Video games have always been a part of my life. For as long as I can remember, there has always been a computer or a console wherever I’ve lived, and in most cases, I was the one glued to it.
I always thought that the first game I played was Street Fighter on my Dad’s Commodore 64. But I would’ve been far too young to have played that before anything else.
In fact, the one that started me off and has me talking about games for the next 30 days is Disney’s Aladdin for the Sega Megadrive 2. There isn’t much interesting to say about the game itself, so instead, a story…
It was 1994, so I would’ve been 6 years old and the game itself was already a year old. About a week previous, my dad had won a little bit of money on the National Lottery, enough to buy a Sega Megadrive. All week he had told me that he would pick it up on the Friday after he finished work.
I hadn’t been so excited for anything. Although we did have the C64 that would soon be wearing out the cassette tapes the games came on thanks to my new found obsession, the only things I knew about video games came from my friend who bragged about having a NES. But by Friday evening, we would have a games console. And I couldn’t wait.
Suffice to say, when the time came, I’m glad we didn’t have any spare film for the family camcorder, otherwise my evening would’ve looked a bit like this:
We hooked everything up (also the first time I saw the back of a TV) and popped in the cartridge.

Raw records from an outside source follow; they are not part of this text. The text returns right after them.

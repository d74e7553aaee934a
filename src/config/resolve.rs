// src/config/resolve.rs

//! Locating the gftp executable.
//!
//! Resolution order: explicit path (CLI) > `[gftp].binary` > `GFTP_BIN`
//! environment variable > `gftp` found on `PATH`.

use std::env;
use std::ffi::OsString;
use std::path::{Path, PathBuf};

use crate::config::model::ConfigFile;

pub const BINARY_ENV_VAR: &str = "GFTP_BIN";

#[cfg(windows)]
pub const DEFAULT_BINARY_NAME: &str = "gftp.exe";
#[cfg(not(windows))]
pub const DEFAULT_BINARY_NAME: &str = "gftp";

/// Resolve the binary using the process environment.
///
/// Falls back to the bare [`DEFAULT_BINARY_NAME`] when nothing is found, so
/// the caller's existence check reports a useful path.
pub fn resolve_binary(explicit: Option<&Path>, cfg: &ConfigFile) -> PathBuf {
    resolve_binary_from(
        explicit,
        cfg,
        env::var_os(BINARY_ENV_VAR),
        env::var_os("PATH"),
    )
    .unwrap_or_else(|| PathBuf::from(DEFAULT_BINARY_NAME))
}

/// Resolution with the environment passed in explicitly.
pub fn resolve_binary_from(
    explicit: Option<&Path>,
    cfg: &ConfigFile,
    env_binary: Option<OsString>,
    path_var: Option<OsString>,
) -> Option<PathBuf> {
    if let Some(path) = explicit {
        return Some(path.to_path_buf());
    }
    if let Some(path) = &cfg.gftp.binary {
        return Some(path.clone());
    }
    if let Some(value) = env_binary.filter(|v| !v.is_empty()) {
        return Some(PathBuf::from(value));
    }
    path_var.and_then(|paths| search_path(&paths, DEFAULT_BINARY_NAME))
}

fn search_path(paths: &OsString, name: &str) -> Option<PathBuf> {
    env::split_paths(paths)
        .map(|dir| dir.join(name))
        .find(|candidate| candidate.is_file())
}
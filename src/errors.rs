// src/errors.rs

//! Crate-wide error type and result alias.

use std::path::PathBuf;
use std::time::Duration;

use thiserror::Error;

use crate::types::ExitCode;

#[derive(Error, Debug)]
pub enum GftpError {
    #[error("failed to start {program:?}: {source}")]
    Spawn {
        program: PathBuf,
        #[source]
        source: std::io::Error,
    },

    #[error("gftp binary not found: {0:?}")]
    BinaryNotFound(PathBuf),

    #[error("invalid version string: {0:?}")]
    InvalidVersion(String),

    #[error("{0}")]
    ServiceUnavailable(String),

    #[error("gftp reported an error: {0}")]
    Service(String),

    #[error("protocol error: {0}")]
    Protocol(String),

    #[error("process exited with {code}; output: {output}")]
    ProcessExit { code: ExitCode, output: String },

    #[error("transfer failed: gftp exited with {0}")]
    TransferFailed(ExitCode),

    #[error("file not found: {0:?}")]
    FileNotFound(PathBuf),

    #[error("files are not identical: {0}")]
    FilesDiffer(String),

    #[error("timed out after {after:?} waiting for {what}")]
    Timeout { what: &'static str, after: Duration },

    #[error("Configuration error: {0}")]
    ConfigError(String),

    #[error("IO error: {0}")]
    IoError(#[from] std::io::Error),

    #[error("TOML parsing error: {0}")]
    TomlError(#[from] toml::de::Error),

    #[error(transparent)]
    Other(#[from] anyhow::Error),
}

pub use anyhow::Error;
pub type Result<T> = std::result::Result<T, GftpError>;
// src/config/mod.rs

//! Configuration for gftpwrap.
//!
//! Responsibilities:
//! - Define the TOML-backed data model (`model.rs`).
//! - Load a config file from disk (`loader.rs`).
//! - Validate and parse durations (`validate.rs`).
//! - Locate the gftp executable (`resolve.rs`).

pub mod loader;
pub mod model;
pub mod resolve;
pub mod validate;

pub use loader::{load_and_validate, load_from_path, load_or_default};
pub use model::{ConfigFile, GftpSection, RawConfigFile, RawTimeouts, Timeouts};
pub use resolve::{resolve_binary, resolve_binary_from};
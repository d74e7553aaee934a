// src/commands.rs

//! Bodies of the `gftpwrap` subcommands.

use std::path::{Path, PathBuf};
use std::time::{Duration, Instant};

use anyhow::{Context, Result, anyhow, bail};
use tokio::task::JoinHandle;
use tracing::{debug, info};

use crate::api::Gftp;
use crate::context::OperationContext;
use crate::context::state::exited;
use crate::fs::{check_files_identical, generate_random_file, random_chars};

/// Minimum spacing between two progress log lines.
pub const PROGRESS_EVERY: Duration = Duration::from_secs(1);

pub fn version(gftp: &Gftp) -> Result<()> {
    println!("{}", gftp.version());
    Ok(())
}

/// Publish, print `file<TAB>url` lines, then serve until Ctrl-C.
pub async fn publish(gftp: &Gftp, files: &[PathBuf]) -> Result<()> {
    let ctx = gftp.publish_many(files).await?;

    for entry in ctx.snapshot().published() {
        println!("{}\t{}", entry.file, entry.url);
    }
    info!("serving published files; press Ctrl-C to stop");

    let stopped_on_its_own = tokio::select! {
        res = tokio::signal::ctrl_c() => {
            res.context("listening for Ctrl-C")?;
            false
        }
        res = ctx.wait_until(exited) => {
            res?;
            true
        }
    };

    let code = gftp.unpublish(ctx).await?;
    if stopped_on_its_own {
        bail!("gftp stopped serving on its own ({code})");
    }
    Ok(())
}

pub async fn download(gftp: &Gftp, url: &str, path: &Path) -> Result<()> {
    let ctx = gftp.download(url, path)?;
    let reporter = spawn_progress_reporter(&ctx, PROGRESS_EVERY);
    let res = gftp.wait_for_download(&ctx).await;
    reporter.abort();
    res?;
    Ok(())
}

/// Generate a random file, publish it, download it back and compare.
pub async fn roundtrip(gftp: &Gftp, size: u64, dir: &Path, keep: bool) -> Result<()> {
    let tag = random_chars(8);
    let src = dir.join(format!("gftp-src-{tag}.bin"));
    let dst = dir.join(format!("gftp-dst-{tag}.bin"));

    info!(path = ?src, size, "Generating test file");
    {
        let src = src.clone();
        tokio::task::spawn_blocking(move || generate_random_file(&src, size)).await??;
    }

    let result = roundtrip_transfer(gftp, &src, &dst).await;

    if !keep {
        for path in [&src, &dst] {
            if let Err(e) = std::fs::remove_file(path) {
                debug!(?path, error = %e, "could not remove scratch file");
            }
        }
    }

    result?;
    println!("roundtrip ok: {size} bytes");
    Ok(())
}

async fn roundtrip_transfer(gftp: &Gftp, src: &Path, dst: &Path) -> Result<()> {
    let published = gftp.publish(src).await?;
    let url = published
        .url()
        .ok_or_else(|| anyhow!("publish finished without a URL"))?;

    let download = gftp.download(&url, dst)?;
    let reporter = spawn_progress_reporter(&download, PROGRESS_EVERY);
    let downloaded = gftp.wait_for_download(&download).await;
    reporter.abort();

    // Stop serving even if the download failed.
    let unpublished = gftp.unpublish(published).await;
    downloaded?;
    unpublished?;

    let (src, dst) = (src.to_path_buf(), dst.to_path_buf());
    tokio::task::spawn_blocking(move || check_files_identical(&src, &dst)).await??;
    info!("downloaded file is identical to the published one");
    Ok(())
}

/// Log transfer progress, at most once per `every`, until the process exits.
pub fn spawn_progress_reporter(ctx: &OperationContext, every: Duration) -> JoinHandle<()> {
    let mut rx = ctx.subscribe();
    let kind = ctx.kind();

    tokio::spawn(async move {
        let mut last_report: Option<Instant> = None;

        while rx.changed().await.is_ok() {
            let (progress, done) = {
                let state = rx.borrow_and_update();
                (state.progress().copied(), state.has_exited())
            };
            if done {
                break;
            }
            let Some(p) = progress else { continue };
            if last_report.is_some_and(|t| t.elapsed() < every) {
                continue;
            }
            last_report = Some(Instant::now());

            let percent = p.fraction().unwrap_or(0.0) * 100.0;
            info!(
                op = %kind,
                current = p.current,
                total = p.total,
                speed = p.speed_current,
                "Progress: {}/{} - {:.2}%",
                p.current,
                p.total,
                percent
            );
        }
    })
}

Me and my dad took each life in turn, running, jumping, swinging and sliding through the Arabian markets, collecting apples and avoiding the deadly town guards. We didn’t even manage to clear the first level before it was time for dinner. But getting there was all I wanted to do.
Then, horror. Both my parents had to go somewhere for the weekend, and so the absence of a baby-sitter and the presence of a 3 year old sister meant we all had to go. That meant I wouldn’t get another crack at the markets for 2 entire days! I went to bed sorely disappointed. We’d just got a new toy, and now I was being told I couldn’t play with it.
At the time, I didn’t really appreciate what my dad must have said to my mum, and the trouble he must have gotten into, but Saturday morning came, and with a glum face, I prepared myself for a weekend away from my new love (forgive the drama, I was only 6).
Then my dad says he doesn’t feel well. He’s going to need to stay home, and of course needs someone to take care of him. Selflessly, he let’s my mum go away for the weekend electing me as his primary care giver. As soon as the door closes, he regains his health, and he said something about how, in return for this, I had to do all of the washing-up for a week. It didn’t matter. All that my 6 year old ears heard was, “Let’s do this.”
With that began one of my fondest childhood memories. A weekend spent, just me and my dad, eating Chinese take-away, taking it turns to relive the adventures of Aladdin and the Genie. People speak of those formative paternal moments that colour your life, like going fishing for the first time, or being taken to your first sports game. This was mine, and its something that I remember every time I go to my parents house 18 years later and eat Chinese food from that same restaurant, or whenever me and my dad take alternating lives playing today’s games.
We didn’t finish Aladdin that weekend. I don’t think we ever did. It doesn’t matter though. After that weekend, we were hooked. We were gamers.